#### Exercise prompt:
Within the data that follows, set down exactly the lines from the one containing "(family selection excluded)." through the one containing "fn add_family(&mut self, name: &str, border: i32)", both ends included.

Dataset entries
——
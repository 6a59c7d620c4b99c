//! The seam between [`Detector`](crate::Detector) and the code that actually
//! finds tags.

use image::GrayImage;

use crate::detection::Detection;
use crate::error::Result;
use crate::options::DetectorOptions;

/// Output of one backend detection call.
#[derive(Debug, Clone, Default)]
pub struct DetectOutput {
    pub detections: Vec<Detection>,
    /// Rendering of the detections, same size as the input image.
    pub visualization: Option<GrayImage>,
}

/// A tag detector implementation.
///
/// Backends are driven by one thread at a time; they must be movable between
/// threads but need not be shareable.
pub trait DetectorBackend: Send {
    /// Names of every tag family this backend can load.
    fn available_families(&self) -> Result<Vec<String>>;

    /// Apply the tuning parameters in `options` (family selection excluded).
    fn configure(&mut self, options: &DetectorOptions) -> Result<()>;

    /// Load one tag family with the given black border width.
    fn add_family(&mut self, name: &str, border: i32) -> Result<()>;

    /// Detect tags in `image`. When `visualize` is set the output also carries
    /// a rendering of the detections.
    fn detect(&mut self, image: &GrayImage, visualize: bool) -> Result<DetectOutput>;
}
——
#### Solution:
    /// Apply the tuning parameters in `options` (family selection excluded).
    fn configure(&mut self, options: &DetectorOptions) -> Result<()>;

    /// Load one tag family with the given black border width.
    fn add_family(&mut self, name: &str, border: i32) -> Result<()>;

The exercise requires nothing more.